At 04:05 PM 9/14/96 -0400, David G. Durand wrote:
>At 12:33 AM 9/14/96, Arjun Ray wrote:

>>In the context of essentially free-form text and markup, exactly what does
>> a record-end/end-of-line/whatchamacallit mean?
>>
>>   1. Is it part of the instance text?
>>   2. Is it (processable) markup?
>>   3. Is it an artifact of the storage strategy the environment was too
>>      brain-dead not to have encapsulated?
>>
>>In some ways, #3 is a special case of (in the sense of imposition on) #2.
>>And #1 is clearly unworkable. So, if we want simple and strong rules [...]
>> the rational approach IMHO is to treat these animals as markup always. 
>>When needed as instance text, an inline escape mechanism should suffice 
>>(how about '\' as MSSCHAR?). The problem is reduced to one of lexical
>>tokenization, which is where I believe it always belonged.
>
>Funny, I think #1 is clearly correct. Treat CR, LF, and their kin as SGML
>has always treated tab and space (ignored in element content, parsed as
>data elsewhere). 

There's no elsewhere without a DTD: something that tells the parser what
"mode" to be in. The issue here is lexical tokenization per se. Treating
these as data will require a lexer to *report* a different sequence of
tokens for

   <foo><bar>blah

as opposed to

   <foo>
   <bar>blah

which would defeat the purpose of freeform in markup entirely. OTOH, my
intuitive view of what "freeform" means is that all whitespace between tags
should not be significant *unless explicitly indicated*. (There's also an
issue of leading and trailing ws in data that I elide just now.) Since most 
of the time such whitespace will be a &newline-indicator;, it makes sense
to treat them as markup, apply a canonical rule that transforms it to ws,
and then apply some commonsense rules regarding whitespace. 

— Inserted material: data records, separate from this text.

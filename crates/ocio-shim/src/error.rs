//! Errors raised behind the C boundary.
//!
//! None of these reach the caller: each export logs the error and returns
//! its sentinel (null, 0, or nothing).

use ocio_core::OcioError;
use thiserror::Error;

/// Result type for shim internals.
pub type ShimResult<T> = Result<T, ShimError>;

/// Failure inside an exported call.
#[derive(Debug, Error)]
pub enum ShimError {
    /// Config loading or processor construction failed.
    #[error(transparent)]
    Ocio(#[from] OcioError),

    /// A required pointer argument was null.
    #[error("{what} pointer is null")]
    NullArgument {
        /// Which argument.
        what: &'static str,
    },

    /// A name argument is not valid UTF-8.
    #[error("{what} is not valid UTF-8")]
    InvalidUtf8 {
        /// Which argument.
        what: &'static str,
    },

    /// The shim library could not be loaded or lacks an export.
    #[error("failed to load shim library: {0}")]
    Load(#[from] libloading::Error),
}
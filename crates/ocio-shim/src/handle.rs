//! Opaque handle types and their Rust-side contents.
//!
//! A handle is a boxed inner struct leaked to the caller as a pointer to a
//! zero-sized `#[repr(C)]` type. The caller owns it until the matching
//! destroy call.

use std::ffi::{CStr, CString, c_char, c_int};
use std::panic::{self, AssertUnwindSafe};

use ocio_core::{Config, CpuProcessor, Processor};

use crate::error::{ShimError, ShimResult};

/// Opaque context handle: a loaded config.
///
/// - Created with [`ocio_create_context()`](crate::ocio_create_context)
/// - Freed with [`ocio_destroy_context()`](crate::ocio_destroy_context)
#[repr(C)]
pub struct OcioContext {
    _private: [u8; 0],
}

/// Opaque processor handle: a compiled conversion between two color spaces.
///
/// Owns everything it needs, so it stays usable after its context is
/// destroyed.
#[repr(C)]
pub struct OcioProcessor {
    _private: [u8; 0],
}

pub(crate) struct ContextInner {
    pub(crate) config: Config,
    /// Active names in enumeration order, NUL-terminated for the caller.
    names: Vec<CString>,
}

impl ContextInner {
    pub(crate) fn new(config: Config) -> Self {
        let names = config.active_colorspace_names().map(c_name).collect();
        Self { config, names }
    }

    #[inline]
    pub(crate) fn num_colorspaces(&self) -> usize {
        self.names.len()
    }

    /// Borrowed name at `index`; empty when out of range.
    pub(crate) fn colorspace_name(&self, index: c_int) -> &CStr {
        usize::try_from(index)
            .ok()
            .and_then(|i| self.names.get(i))
            .map_or(c"", CString::as_c_str)
    }

    pub(crate) fn into_raw(self) -> *mut OcioContext {
        Box::into_raw(Box::new(self)) as *mut OcioContext
    }

    /// # Safety
    /// `ptr` must be null or a live pointer from [`ContextInner::into_raw`].
    pub(crate) unsafe fn from_ptr<'a>(ptr: *mut OcioContext) -> Option<&'a ContextInner> {
        unsafe { (ptr as *const ContextInner).as_ref() }
    }

    /// # Safety
    /// `ptr` must be null or a live pointer from [`ContextInner::into_raw`],
    /// not used again afterwards.
    pub(crate) unsafe fn free(ptr: *mut OcioContext) {
        if !ptr.is_null() {
            unsafe { drop(Box::from_raw(ptr as *mut ContextInner)) };
        }
    }
}

pub(crate) struct ProcessorInner {
    pub(crate) processor: Processor,
    pub(crate) cpu: CpuProcessor,
}

impl ProcessorInner {
    pub(crate) fn new(processor: Processor) -> Self {
        let cpu = processor.default_cpu_processor();
        Self { processor, cpu }
    }

    pub(crate) fn into_raw(self) -> *mut OcioProcessor {
        Box::into_raw(Box::new(self)) as *mut OcioProcessor
    }

    /// # Safety
    /// `ptr` must be null or a live pointer from [`ProcessorInner::into_raw`].
    pub(crate) unsafe fn from_ptr<'a>(ptr: *mut OcioProcessor) -> Option<&'a ProcessorInner> {
        unsafe { (ptr as *const ProcessorInner).as_ref() }
    }

    /// # Safety
    /// `ptr` must be null or a live pointer from [`ProcessorInner::into_raw`],
    /// not used again afterwards.
    pub(crate) unsafe fn free(ptr: *mut OcioProcessor) {
        if !ptr.is_null() {
            unsafe { drop(Box::from_raw(ptr as *mut ProcessorInner)) };
        }
    }
}

/// Converts a name for the caller, cut at the first NUL as a C reader sees it.
fn c_name(name: &str) -> CString {
    let head = name.split('\0').next().unwrap_or_default();
    if head.len() != name.len() {
        tracing::warn!(name, "color space name contains a NUL byte; truncated");
    }
    CString::new(head).unwrap_or_default()
}

/// Reads a caller-supplied C string as UTF-8.
///
/// # Safety
/// `ptr` must be null or point to a NUL-terminated string.
pub(crate) unsafe fn read_name<'a>(ptr: *const c_char, what: &'static str) -> ShimResult<&'a str> {
    if ptr.is_null() {
        return Err(ShimError::NullArgument { what });
    }
    let name = unsafe { CStr::from_ptr(ptr) };
    name.to_str().map_err(|_| ShimError::InvalidUtf8 { what })
}

/// Runs `f`, turning a panic into `fallback` so nothing unwinds into C.
pub(crate) fn guard<T>(export: &'static str, fallback: T, f: impl FnOnce() -> T) -> T {
    panic::catch_unwind(AssertUnwindSafe(f)).unwrap_or_else(|_| {
        tracing::error!(export, "panic caught at the C boundary");
        fallback
    })
}
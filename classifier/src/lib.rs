//! HTTP client for the remote moderation classifier.
//!
//! The classifier is an external collaborator consumed through a single
//! request/response contract: `POST {endpoint}` with
//! `{ "message": ..., "user_id": "browser_user" }`, answered by a JSON
//! verdict (see [`civil_types::Decision`]).
//!
//! # Error Handling
//!
//! Every failure mode is recoverable and fails closed: a transport error, a
//! non-success status, or a body that does not decode to a known verdict all
//! come back as [`ClassifyError`]. Nothing here retries — the only retry in
//! the system is organic, the user typing again — and no overall request
//! timeout is imposed, so a hung classifier call simply never resolves.

use std::sync::OnceLock;
use std::time::Duration;

use civil_types::{AnalyzeRequest, Decision};
use url::Url;

/// Default endpoint of a locally run classifier service.
pub const DEFAULT_ANALYZE_URL: &str = "http://127.0.0.1:10000/analyze";

/// Constant caller identity; there is no per-user session management.
pub const CALLER_ID: &str = "browser_user";

const CONNECT_TIMEOUT_SECS: u64 = 30;
const TCP_KEEPALIVE_SECS: u64 = 60;
const POOL_MAX_IDLE_PER_HOST: usize = 8;
const POOL_IDLE_TIMEOUT_SECS: u64 = 90;

const MAX_ERROR_BODY_BYTES: usize = 32 * 1024;

fn http_client() -> &'static reqwest::Client {
    static CLIENT: OnceLock<reqwest::Client> = OnceLock::new();
    CLIENT.get_or_init(|| {
        reqwest::Client::builder()
            .connect_timeout(Duration::from_secs(CONNECT_TIMEOUT_SECS))
            .redirect(reqwest::redirect::Policy::none())
            .tcp_keepalive(Some(Duration::from_secs(TCP_KEEPALIVE_SECS)))
            .pool_max_idle_per_host(POOL_MAX_IDLE_PER_HOST)
            .pool_idle_timeout(Some(Duration::from_secs(POOL_IDLE_TIMEOUT_SECS)))
            .build()
            .unwrap_or_else(|e| {
                tracing::error!("Failed to build tuned HTTP client: {e}. Using defaults.");
                reqwest::Client::new()
            })
    })
}

/// Why a classification attempt produced no verdict.
///
/// An ambiguous verdict must never be read as "safe", so a malformed body is
/// an error exactly like an unreachable service: no advisory is shown and no
/// text is mutated for that keystroke burst.
#[derive(Debug, thiserror::Error)]
pub enum ClassifyError {
    #[error("classifier endpoint is not a valid URL: {0}")]
    Endpoint(#[from] url::ParseError),
    #[error("classifier request failed: {0}")]
    Transport(#[from] reqwest::Error),
    #[error("classifier returned {status}: {body}")]
    Status {
        status: reqwest::StatusCode,
        body: String,
    },
    #[error("classifier response did not match the verdict shape: {0}")]
    Malformed(#[source] serde_json::Error),
}

/// Client bound to one classifier endpoint.
#[derive(Debug, Clone)]
pub struct ClassifierClient {
    endpoint: Url,
}

impl ClassifierClient {
    pub fn new(endpoint: &str) -> Result<Self, ClassifyError> {
        Ok(Self {
            endpoint: Url::parse(endpoint)?,
        })
    }

    #[must_use]
    pub fn endpoint(&self) -> &Url {
        &self.endpoint
    }

    /// Submit one message for classification and decode the verdict.
    pub async fn analyze(&self, message: &str) -> Result<Decision, ClassifyError> {
        let body = AnalyzeRequest {
            message,
            user_id: CALLER_ID,
        };

        let response = http_client()
            .post(self.endpoint.clone())
            .json(&body)
            .send()
            .await?;

        let status = response.status();
        if !status.is_success() {
            let body = read_capped_error_body(response).await;
            return Err(ClassifyError::Status { status, body });
        }

        let bytes = response.bytes().await?;
        let decision =
            serde_json::from_slice::<Decision>(&bytes).map_err(ClassifyError::Malformed)?;

        tracing::debug!(
            action = decision.action.as_str(),
            severity = decision.analysis.severity,
            "verdict received"
        );
        Ok(decision)
    }
}

async fn read_capped_error_body(response: reqwest::Response) -> String {
    match response.bytes().await {
        Ok(bytes) => {
            let capped = &bytes[..bytes.len().min(MAX_ERROR_BODY_BYTES)];
            let text = String::from_utf8_lossy(capped);
            if bytes.len() > MAX_ERROR_BODY_BYTES {
                format!("{text}...(truncated)")
            } else {
                text.into_owned()
            }
        }
        Err(_) => String::new(),
    }
}
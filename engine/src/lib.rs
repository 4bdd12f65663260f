//! Core engine for Civil - the moderation assistant's state machine and
//! orchestration.
//!
//! The moving parts, leaf-first:
//!
//! - [`Debouncer`] - coalesces bursts of input events into one capture per
//!   quiet period, latest element wins.
//! - [`Session`] - the analysis state machine: what was last sent, what is
//!   pending, whether the next empty capture is a self-induced force-clear.
//! - [`AdvisorySurface`] - owns the single advisory panel and its two
//!   controls.
//! - [`Assistant`] - the event loop tying them to a page, an adapter, and
//!   the classifier client.
//!
//! The pure pieces ([`Session`], panel composition) know nothing about
//! pages or the network; the [`Assistant`] is the only place the pieces
//! meet.

mod assistant;
mod config;
mod debounce;
mod session;
mod surface;

pub use assistant::Assistant;
pub use config::{CivilConfig, ClassifierConfig, ConfigError, analyze_url};
pub use debounce::{Debouncer, QUIET_PERIOD};
pub use session::{CaptureStep, Phase, Session, VerdictStep};
pub use surface::{Activation, AdvisorySurface};

// Re-export the crates a caller wires an assistant from.
pub use civil_adapters::{AdapterRegistry, RegistryError, SiteAdapter};
pub use civil_classifier::{CALLER_ID, ClassifierClient, ClassifyError, DEFAULT_ANALYZE_URL};
pub use civil_page::{HostPage, PageEvent};
pub use civil_types::{Action, Analysis, Decision, Tier};
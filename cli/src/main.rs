//! Civil demo harness.
//!
//! Simulates a page with a single composer field and runs the full pipeline
//! against a live classifier endpoint: each line typed here goes through
//! debounced capture, classification, and the advisory surface exactly as
//! it would in an embedding, and panels are rendered as plain text. The
//! endpoint comes from `CIVIL_ANALYZE_URL`, then `~/.civil/config.toml`,
//! then the built-in default.

use std::fs::{self, OpenOptions};
use std::path::PathBuf;
use std::sync::Mutex;
use std::time::Duration;

use anyhow::Result;
use tokio::io::{AsyncBufReadExt, BufReader};
use tracing_subscriber::{EnvFilter, fmt, prelude::*};

use civil_engine::{
    AdapterRegistry, Assistant, CivilConfig, ClassifierClient, QUIET_PERIOD, analyze_url,
};
use civil_page::{Control, ElementKind, Rect, fake::FakePage};

fn init_tracing() {
    let env_filter = EnvFilter::try_from_default_env()
        .or_else(|_| EnvFilter::try_new("info"))
        .unwrap_or_else(|_| EnvFilter::try_new("warn").expect("warn filter is valid"));

    let (log_file, init_warnings) = open_civil_log_file();

    if let Some((log_path, file)) = log_file {
        tracing_subscriber::registry()
            .with(fmt::layer().with_ansi(false).with_writer(Mutex::new(file)))
            .with(env_filter)
            .init();

        tracing::info!(path = %log_path.display(), "Logging initialized");
        for warning in init_warnings {
            tracing::warn!("{warning}");
        }
        return;
    }

    // Without a log file, prefer "no logs" over interleaving them with the
    // interactive output.
    tracing_subscriber::registry().with(env_filter).init();
}

fn open_civil_log_file() -> (Option<(PathBuf, std::fs::File)>, Vec<String>) {
    let candidates = civil_log_file_candidates();
    let mut warnings = Vec::new();

    for candidate in candidates {
        if let Some(parent) = candidate.parent()
            && let Err(e) = fs::create_dir_all(parent)
        {
            warnings.push(format!(
                "Failed to create log dir {}: {e}",
                parent.display()
            ));
            continue;
        }

        match OpenOptions::new()
            .create(true)
            .append(true)
            .open(&candidate)
        {
            Ok(file) => return (Some((candidate, file)), warnings),
            Err(e) => {
                warnings.push(format!(
                    "Failed to open log file {}: {e}",
                    candidate.display()
                ));
            }
        }
    }

    (None, warnings)
}

fn civil_log_file_candidates() -> Vec<PathBuf> {
    let mut candidates = Vec::new();

    if let Some(config_path) = CivilConfig::path()
        && let Some(config_dir) = config_path.parent()
    {
        candidates.push(config_dir.join("logs").join("civil.log"));
    }

    // Fallback for constrained environments.
    candidates.push(PathBuf::from(".civil").join("logs").join("civil.log"));

    candidates
}

#[tokio::main]
async fn main() -> Result<()> {
    init_tracing();

    let config = CivilConfig::load().unwrap_or_else(|e| {
        eprintln!("Ignoring config: {e}");
        None
    });
    let endpoint = analyze_url(config.as_ref());
    let client = ClassifierClient::new(&endpoint)?;

    let page = FakePage::new("https://example.com/demo");
    let composer = page.add_element(
        ElementKind::TextArea,
        Rect {
            x: 0.0,
            y: 24.0,
            width: 80.0,
            height: 3.0,
        },
    );
    let events = page.events();
    let assistant = Assistant::new(
        page.clone(),
        &AdapterRegistry::with_defaults(),
        client,
        events,
    );
    let worker = tokio::spawn(assistant.run());

    println!("civil demo harness - classifier at {endpoint}");
    println!("Type a message and press enter; Ctrl-D quits.");

    let mut lines = BufReader::new(tokio::io::stdin()).lines();
    while let Some(line) = lines.next_line().await? {
        let message = line.trim();
        if message.is_empty() {
            continue;
        }
        page.type_text(composer, message);

        // One debounce window plus a round trip to the classifier.
        tokio::time::sleep(QUIET_PERIOD + Duration::from_millis(700)).await;

        let Some((panel, spec)) = page.panels().pop() else {
            println!("  allowed: \"{}\"", page.text_of(composer));
            continue;
        };

        for line in &spec.lines {
            println!("  | {line}");
        }

        if spec.offer_rewrite {
            println!("  Accept the rewrite? [y/N]");
            let answer = lines.next_line().await?.unwrap_or_default();
            if answer.trim().eq_ignore_ascii_case("y") {
                page.click(panel, Control::AcceptRewrite);
            } else {
                page.click(panel, Control::Dismiss);
            }
        } else {
            page.click(panel, Control::Dismiss);
        }

        tokio::time::sleep(Duration::from_millis(50)).await;
        println!("  composer now: \"{}\"", page.text_of(composer));
    }

    worker.abort();
    Ok(())
}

>I think that the byte-stream file has won, and we should just treat CR and
>LF as more whitespace bytes. 

Agreed, whole-heartedly. So the point is to have simple and strong treatment
of "free-standing" whitespace -- between tags, before and after text data.
(I'm sorta coming around to the view that all whitespace is better viewed
as markup rather than data:-))

But how all this interacts with RS/RE gotchas and the mixed content problem
I confess I'm still confused. (SGML is the only system I've seen where
innocent cosmetic whitespace could lead one off the Path of Sufficient Virtue.)

Regards,
Arjun

Received on Sunday, 15 September 1996 00:09:52 UTC